--- Data extracts Enclosed Below ---

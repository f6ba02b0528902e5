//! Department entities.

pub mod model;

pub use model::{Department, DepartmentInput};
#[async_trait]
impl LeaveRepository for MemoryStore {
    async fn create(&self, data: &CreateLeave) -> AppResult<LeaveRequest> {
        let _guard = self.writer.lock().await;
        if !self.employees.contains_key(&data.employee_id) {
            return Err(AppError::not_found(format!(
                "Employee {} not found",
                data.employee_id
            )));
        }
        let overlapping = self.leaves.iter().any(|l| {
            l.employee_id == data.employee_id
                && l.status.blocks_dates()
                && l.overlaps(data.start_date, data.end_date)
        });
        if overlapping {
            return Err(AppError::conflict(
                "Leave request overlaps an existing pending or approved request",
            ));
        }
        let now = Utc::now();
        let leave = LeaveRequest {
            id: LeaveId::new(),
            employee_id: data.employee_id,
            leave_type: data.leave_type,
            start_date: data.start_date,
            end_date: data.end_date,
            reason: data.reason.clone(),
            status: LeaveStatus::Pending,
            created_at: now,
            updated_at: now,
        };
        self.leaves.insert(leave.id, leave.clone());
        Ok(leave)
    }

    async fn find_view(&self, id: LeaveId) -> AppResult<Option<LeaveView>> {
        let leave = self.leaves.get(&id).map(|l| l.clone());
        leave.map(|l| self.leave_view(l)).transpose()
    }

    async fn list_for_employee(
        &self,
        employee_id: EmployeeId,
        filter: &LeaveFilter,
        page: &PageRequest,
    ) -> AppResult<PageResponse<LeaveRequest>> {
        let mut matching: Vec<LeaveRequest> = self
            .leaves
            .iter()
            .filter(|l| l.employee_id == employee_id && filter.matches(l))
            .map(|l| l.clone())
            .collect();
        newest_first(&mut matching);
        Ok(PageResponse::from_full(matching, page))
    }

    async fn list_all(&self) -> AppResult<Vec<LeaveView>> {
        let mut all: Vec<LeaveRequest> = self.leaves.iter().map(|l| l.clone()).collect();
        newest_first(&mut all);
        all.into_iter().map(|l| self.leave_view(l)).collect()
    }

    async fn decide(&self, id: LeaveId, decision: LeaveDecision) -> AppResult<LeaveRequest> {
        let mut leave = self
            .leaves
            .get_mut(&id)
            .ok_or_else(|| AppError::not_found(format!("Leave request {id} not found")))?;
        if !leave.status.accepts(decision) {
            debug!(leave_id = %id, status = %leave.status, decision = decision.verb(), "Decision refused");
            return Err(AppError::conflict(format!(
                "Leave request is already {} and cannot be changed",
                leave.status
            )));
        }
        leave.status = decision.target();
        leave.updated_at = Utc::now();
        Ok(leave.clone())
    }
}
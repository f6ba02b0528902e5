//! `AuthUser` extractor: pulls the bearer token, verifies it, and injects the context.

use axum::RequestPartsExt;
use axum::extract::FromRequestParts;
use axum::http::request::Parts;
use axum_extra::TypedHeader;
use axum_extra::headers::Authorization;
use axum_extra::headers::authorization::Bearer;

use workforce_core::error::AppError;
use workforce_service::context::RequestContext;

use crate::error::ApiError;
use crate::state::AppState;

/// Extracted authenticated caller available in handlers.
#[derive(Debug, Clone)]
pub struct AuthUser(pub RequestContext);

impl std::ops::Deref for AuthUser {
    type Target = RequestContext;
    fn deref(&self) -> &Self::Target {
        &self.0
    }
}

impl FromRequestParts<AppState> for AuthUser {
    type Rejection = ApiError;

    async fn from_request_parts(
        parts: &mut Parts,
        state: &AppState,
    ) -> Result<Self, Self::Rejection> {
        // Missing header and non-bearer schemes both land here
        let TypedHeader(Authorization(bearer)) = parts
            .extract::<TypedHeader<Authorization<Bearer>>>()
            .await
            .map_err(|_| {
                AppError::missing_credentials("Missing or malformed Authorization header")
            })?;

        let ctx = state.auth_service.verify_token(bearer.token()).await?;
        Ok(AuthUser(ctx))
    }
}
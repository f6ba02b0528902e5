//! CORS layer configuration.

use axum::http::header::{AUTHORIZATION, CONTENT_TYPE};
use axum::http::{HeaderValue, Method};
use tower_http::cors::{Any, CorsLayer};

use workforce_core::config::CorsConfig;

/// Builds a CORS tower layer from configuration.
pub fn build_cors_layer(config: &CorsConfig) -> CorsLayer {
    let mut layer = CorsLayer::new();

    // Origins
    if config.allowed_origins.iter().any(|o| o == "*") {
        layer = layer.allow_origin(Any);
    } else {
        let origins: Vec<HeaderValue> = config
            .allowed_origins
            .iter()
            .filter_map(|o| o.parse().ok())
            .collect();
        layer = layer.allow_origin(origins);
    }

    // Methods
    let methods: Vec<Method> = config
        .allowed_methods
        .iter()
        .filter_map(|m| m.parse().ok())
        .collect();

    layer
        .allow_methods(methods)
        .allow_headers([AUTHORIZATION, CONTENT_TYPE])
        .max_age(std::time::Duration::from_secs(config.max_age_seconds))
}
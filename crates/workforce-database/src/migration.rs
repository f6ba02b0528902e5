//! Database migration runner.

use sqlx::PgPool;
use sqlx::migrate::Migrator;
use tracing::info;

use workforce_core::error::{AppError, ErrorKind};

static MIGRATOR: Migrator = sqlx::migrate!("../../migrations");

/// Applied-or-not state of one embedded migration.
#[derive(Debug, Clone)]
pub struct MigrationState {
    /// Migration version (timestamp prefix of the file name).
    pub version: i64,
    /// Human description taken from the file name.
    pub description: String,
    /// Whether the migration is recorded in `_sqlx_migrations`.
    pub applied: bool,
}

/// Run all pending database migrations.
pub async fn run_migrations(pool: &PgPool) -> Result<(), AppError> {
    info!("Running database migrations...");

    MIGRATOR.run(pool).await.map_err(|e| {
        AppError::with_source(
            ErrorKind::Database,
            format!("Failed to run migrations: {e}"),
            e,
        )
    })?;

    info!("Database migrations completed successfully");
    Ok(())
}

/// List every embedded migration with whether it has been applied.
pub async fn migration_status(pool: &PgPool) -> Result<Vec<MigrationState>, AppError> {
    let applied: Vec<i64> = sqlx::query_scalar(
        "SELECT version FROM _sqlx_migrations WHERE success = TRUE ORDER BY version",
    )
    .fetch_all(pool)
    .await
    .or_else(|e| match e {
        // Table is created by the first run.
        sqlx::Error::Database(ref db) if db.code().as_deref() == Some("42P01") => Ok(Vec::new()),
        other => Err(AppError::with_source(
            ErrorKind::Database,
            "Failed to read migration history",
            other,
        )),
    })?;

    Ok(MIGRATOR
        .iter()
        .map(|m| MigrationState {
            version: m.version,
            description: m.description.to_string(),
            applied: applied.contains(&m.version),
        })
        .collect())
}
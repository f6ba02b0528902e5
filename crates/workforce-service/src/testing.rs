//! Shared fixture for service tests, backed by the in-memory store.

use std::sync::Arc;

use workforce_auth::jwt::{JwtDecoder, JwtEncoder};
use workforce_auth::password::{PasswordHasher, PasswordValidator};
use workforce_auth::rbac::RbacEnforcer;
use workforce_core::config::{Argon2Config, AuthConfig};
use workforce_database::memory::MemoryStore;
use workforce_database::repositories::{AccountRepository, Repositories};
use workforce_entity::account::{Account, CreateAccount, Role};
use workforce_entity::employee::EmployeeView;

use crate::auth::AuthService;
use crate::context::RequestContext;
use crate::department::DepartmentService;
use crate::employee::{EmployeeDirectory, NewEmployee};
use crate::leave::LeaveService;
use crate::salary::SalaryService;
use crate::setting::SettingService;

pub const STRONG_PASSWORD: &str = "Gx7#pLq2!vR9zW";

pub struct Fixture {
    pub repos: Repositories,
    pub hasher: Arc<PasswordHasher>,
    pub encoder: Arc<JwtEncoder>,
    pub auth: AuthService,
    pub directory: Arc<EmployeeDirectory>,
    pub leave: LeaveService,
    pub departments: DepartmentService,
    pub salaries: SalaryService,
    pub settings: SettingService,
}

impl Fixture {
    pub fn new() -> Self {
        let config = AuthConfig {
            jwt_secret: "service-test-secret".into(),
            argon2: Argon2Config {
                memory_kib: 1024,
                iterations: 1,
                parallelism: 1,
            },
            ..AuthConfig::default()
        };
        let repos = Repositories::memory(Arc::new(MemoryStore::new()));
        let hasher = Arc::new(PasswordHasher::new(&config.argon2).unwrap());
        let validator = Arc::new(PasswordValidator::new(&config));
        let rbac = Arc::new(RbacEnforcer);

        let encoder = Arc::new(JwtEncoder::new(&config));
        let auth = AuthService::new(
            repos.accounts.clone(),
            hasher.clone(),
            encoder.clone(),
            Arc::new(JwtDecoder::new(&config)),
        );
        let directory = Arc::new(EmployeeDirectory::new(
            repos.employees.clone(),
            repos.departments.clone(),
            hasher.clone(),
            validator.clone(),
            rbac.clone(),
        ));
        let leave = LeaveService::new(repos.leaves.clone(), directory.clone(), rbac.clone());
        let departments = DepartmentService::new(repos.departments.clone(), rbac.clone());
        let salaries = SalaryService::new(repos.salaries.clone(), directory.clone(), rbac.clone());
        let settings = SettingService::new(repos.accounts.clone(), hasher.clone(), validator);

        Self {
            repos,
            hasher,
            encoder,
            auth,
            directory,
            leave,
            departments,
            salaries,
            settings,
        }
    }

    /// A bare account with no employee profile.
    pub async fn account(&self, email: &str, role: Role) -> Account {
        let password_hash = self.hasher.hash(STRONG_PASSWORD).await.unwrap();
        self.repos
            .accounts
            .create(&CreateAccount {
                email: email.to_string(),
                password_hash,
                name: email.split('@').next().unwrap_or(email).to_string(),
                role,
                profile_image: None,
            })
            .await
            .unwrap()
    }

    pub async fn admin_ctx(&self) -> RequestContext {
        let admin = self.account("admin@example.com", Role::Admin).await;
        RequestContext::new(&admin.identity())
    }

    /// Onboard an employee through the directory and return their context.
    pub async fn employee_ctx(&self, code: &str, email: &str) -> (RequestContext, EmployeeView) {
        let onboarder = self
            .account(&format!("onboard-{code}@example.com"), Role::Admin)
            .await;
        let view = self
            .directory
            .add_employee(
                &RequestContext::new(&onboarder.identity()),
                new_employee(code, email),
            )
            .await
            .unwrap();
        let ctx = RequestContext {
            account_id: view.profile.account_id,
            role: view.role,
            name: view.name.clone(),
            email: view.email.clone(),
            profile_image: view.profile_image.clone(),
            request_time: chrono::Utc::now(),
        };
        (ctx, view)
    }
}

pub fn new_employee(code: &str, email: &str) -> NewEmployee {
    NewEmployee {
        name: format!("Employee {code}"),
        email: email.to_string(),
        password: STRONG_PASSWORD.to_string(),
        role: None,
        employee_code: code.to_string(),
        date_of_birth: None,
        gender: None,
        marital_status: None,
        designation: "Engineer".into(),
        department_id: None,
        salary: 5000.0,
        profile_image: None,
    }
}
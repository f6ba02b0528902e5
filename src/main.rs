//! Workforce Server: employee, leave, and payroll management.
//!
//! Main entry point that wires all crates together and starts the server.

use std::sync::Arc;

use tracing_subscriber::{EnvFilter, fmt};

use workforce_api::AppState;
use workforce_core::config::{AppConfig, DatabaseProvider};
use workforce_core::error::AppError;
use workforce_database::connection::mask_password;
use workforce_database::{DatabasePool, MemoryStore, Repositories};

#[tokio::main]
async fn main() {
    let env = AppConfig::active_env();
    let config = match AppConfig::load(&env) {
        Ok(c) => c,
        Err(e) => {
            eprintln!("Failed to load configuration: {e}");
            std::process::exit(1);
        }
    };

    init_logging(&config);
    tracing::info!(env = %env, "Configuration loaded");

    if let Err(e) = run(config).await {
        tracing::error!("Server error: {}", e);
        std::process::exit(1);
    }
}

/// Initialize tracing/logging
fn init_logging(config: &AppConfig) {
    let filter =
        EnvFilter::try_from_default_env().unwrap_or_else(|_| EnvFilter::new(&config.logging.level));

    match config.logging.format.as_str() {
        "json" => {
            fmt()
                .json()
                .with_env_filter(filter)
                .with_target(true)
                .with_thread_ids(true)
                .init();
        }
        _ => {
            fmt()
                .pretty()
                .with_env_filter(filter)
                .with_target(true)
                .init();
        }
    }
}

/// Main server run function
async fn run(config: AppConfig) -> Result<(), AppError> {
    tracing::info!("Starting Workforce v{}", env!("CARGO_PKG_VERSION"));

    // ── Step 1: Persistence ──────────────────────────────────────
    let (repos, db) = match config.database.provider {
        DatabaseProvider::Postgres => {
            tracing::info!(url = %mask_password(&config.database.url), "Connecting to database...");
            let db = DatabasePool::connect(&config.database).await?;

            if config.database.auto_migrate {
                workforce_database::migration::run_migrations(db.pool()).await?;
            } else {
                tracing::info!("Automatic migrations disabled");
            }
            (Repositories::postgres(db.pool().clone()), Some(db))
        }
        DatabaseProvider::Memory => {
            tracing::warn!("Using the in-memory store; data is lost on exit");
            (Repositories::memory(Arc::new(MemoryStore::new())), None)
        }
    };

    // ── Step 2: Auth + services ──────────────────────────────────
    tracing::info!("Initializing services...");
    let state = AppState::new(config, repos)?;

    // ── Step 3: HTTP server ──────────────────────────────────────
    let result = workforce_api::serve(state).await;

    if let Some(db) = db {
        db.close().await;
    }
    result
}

--- End of Enclosed Data extracts ---
--- Data extracts Enclosed Below ---

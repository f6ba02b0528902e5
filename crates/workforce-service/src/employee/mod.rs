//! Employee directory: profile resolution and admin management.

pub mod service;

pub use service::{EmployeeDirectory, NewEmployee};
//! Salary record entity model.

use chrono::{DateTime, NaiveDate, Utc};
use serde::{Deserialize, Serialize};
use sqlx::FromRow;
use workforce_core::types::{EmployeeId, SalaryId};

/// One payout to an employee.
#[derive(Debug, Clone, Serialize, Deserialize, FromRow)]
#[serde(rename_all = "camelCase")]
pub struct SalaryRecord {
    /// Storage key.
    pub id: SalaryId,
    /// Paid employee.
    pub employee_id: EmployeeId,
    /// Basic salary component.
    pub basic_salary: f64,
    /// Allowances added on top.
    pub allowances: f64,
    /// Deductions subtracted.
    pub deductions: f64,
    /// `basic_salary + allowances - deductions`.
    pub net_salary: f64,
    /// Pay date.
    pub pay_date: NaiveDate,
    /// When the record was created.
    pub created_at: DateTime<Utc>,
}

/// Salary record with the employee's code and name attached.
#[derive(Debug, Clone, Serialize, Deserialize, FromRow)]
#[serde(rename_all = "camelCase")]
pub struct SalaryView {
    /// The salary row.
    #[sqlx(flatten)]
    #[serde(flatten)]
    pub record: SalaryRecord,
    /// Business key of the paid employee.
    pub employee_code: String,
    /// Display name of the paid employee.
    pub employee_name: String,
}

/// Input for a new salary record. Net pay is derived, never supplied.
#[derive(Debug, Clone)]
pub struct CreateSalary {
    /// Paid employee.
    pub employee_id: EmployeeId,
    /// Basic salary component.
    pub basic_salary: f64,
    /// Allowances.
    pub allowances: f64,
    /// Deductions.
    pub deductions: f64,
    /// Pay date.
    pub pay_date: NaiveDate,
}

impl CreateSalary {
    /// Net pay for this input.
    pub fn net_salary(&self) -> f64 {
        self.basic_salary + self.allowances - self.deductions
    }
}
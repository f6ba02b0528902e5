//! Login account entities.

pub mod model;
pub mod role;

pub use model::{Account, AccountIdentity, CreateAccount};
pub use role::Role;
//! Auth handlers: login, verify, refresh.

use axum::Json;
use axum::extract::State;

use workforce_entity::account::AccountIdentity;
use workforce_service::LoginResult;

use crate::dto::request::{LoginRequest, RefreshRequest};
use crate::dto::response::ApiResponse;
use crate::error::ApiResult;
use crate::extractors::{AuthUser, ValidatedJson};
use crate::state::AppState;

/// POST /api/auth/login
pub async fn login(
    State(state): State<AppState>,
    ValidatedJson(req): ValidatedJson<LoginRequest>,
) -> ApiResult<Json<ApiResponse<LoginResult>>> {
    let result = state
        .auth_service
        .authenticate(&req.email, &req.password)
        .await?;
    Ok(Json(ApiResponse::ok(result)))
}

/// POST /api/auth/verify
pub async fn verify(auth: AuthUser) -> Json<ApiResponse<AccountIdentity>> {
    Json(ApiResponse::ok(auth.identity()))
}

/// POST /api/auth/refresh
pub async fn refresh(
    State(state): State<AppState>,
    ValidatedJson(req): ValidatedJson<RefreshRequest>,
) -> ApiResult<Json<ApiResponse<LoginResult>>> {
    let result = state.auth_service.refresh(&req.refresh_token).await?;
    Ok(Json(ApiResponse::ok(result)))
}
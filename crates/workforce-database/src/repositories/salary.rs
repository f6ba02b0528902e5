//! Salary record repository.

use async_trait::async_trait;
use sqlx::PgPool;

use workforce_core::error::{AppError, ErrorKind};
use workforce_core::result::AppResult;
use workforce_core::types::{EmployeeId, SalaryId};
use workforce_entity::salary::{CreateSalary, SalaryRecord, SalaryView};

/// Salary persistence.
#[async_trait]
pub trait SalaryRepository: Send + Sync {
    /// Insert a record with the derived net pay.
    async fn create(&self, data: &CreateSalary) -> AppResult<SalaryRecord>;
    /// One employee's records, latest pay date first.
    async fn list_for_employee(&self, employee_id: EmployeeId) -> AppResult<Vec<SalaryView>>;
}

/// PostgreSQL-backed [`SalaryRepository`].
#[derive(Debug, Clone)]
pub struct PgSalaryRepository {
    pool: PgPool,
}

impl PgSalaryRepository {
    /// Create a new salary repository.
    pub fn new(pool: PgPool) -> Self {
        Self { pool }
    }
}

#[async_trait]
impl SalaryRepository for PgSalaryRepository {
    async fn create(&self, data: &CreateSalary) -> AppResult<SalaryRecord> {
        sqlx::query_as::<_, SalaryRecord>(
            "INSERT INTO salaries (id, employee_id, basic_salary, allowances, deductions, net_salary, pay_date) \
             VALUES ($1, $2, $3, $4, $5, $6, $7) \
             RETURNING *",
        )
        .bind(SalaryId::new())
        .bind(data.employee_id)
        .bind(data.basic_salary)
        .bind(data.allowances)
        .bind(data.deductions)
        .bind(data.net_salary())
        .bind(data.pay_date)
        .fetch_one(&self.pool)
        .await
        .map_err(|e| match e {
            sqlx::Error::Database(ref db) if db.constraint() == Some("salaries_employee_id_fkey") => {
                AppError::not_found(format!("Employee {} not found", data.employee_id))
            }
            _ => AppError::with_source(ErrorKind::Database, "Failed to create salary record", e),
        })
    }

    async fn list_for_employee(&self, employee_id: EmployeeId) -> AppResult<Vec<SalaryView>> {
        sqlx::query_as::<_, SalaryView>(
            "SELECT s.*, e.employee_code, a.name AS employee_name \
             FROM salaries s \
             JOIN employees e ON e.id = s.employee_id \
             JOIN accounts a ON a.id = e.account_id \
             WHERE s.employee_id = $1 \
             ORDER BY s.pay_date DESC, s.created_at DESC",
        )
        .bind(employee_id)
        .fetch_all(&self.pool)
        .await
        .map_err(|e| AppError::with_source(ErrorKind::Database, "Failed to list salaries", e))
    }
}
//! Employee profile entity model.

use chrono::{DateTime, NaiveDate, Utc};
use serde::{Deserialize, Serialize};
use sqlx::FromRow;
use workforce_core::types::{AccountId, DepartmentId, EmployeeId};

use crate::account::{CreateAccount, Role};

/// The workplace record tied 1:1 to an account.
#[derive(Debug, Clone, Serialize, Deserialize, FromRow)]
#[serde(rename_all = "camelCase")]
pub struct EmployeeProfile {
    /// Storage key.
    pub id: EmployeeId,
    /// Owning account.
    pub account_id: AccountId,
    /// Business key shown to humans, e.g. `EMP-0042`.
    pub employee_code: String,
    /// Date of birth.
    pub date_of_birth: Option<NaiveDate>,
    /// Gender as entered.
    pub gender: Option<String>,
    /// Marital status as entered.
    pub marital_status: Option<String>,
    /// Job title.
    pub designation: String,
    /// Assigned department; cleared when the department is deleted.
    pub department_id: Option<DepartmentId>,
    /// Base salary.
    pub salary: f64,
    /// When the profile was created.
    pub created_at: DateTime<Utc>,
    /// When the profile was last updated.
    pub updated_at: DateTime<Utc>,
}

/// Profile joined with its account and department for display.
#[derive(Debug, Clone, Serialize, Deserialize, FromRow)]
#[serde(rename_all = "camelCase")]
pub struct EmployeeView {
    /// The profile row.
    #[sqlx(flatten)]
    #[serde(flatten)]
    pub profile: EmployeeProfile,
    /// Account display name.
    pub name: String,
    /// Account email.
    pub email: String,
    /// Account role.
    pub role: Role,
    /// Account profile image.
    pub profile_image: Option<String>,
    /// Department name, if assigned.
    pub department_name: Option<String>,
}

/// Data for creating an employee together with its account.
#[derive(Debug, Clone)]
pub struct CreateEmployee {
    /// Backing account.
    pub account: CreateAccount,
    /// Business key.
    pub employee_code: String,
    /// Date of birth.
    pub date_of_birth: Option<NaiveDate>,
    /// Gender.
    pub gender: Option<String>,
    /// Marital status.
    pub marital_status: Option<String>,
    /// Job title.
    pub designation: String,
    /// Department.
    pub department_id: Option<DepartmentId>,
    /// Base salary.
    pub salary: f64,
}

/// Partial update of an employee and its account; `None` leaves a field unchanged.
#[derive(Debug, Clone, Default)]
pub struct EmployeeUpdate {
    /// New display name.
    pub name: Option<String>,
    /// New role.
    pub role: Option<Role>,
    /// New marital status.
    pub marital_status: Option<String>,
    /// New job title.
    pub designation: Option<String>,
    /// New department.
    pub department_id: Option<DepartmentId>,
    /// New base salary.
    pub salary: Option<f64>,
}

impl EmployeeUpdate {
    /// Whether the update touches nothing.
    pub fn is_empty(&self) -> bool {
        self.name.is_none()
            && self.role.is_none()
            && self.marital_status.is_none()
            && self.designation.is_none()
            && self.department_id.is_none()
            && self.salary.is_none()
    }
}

--- End of Enclosed Data extracts ---

**What you should do**
There is a run of lines above from the one with "self.basic_salary + self.allowances" to the one with "use axum::Json;"; print exactly that run, both ends included, and nothing else.

**Reply**
        self.basic_salary + self.allowances - self.deductions
    }
}
repository f6ba02b0528902e5
//! Login account entities.

pub mod model;
pub mod role;

pub use model::{Account, AccountIdentity, CreateAccount};
pub use role::Role;
//! Auth handlers: login, verify, refresh.

use axum::Json;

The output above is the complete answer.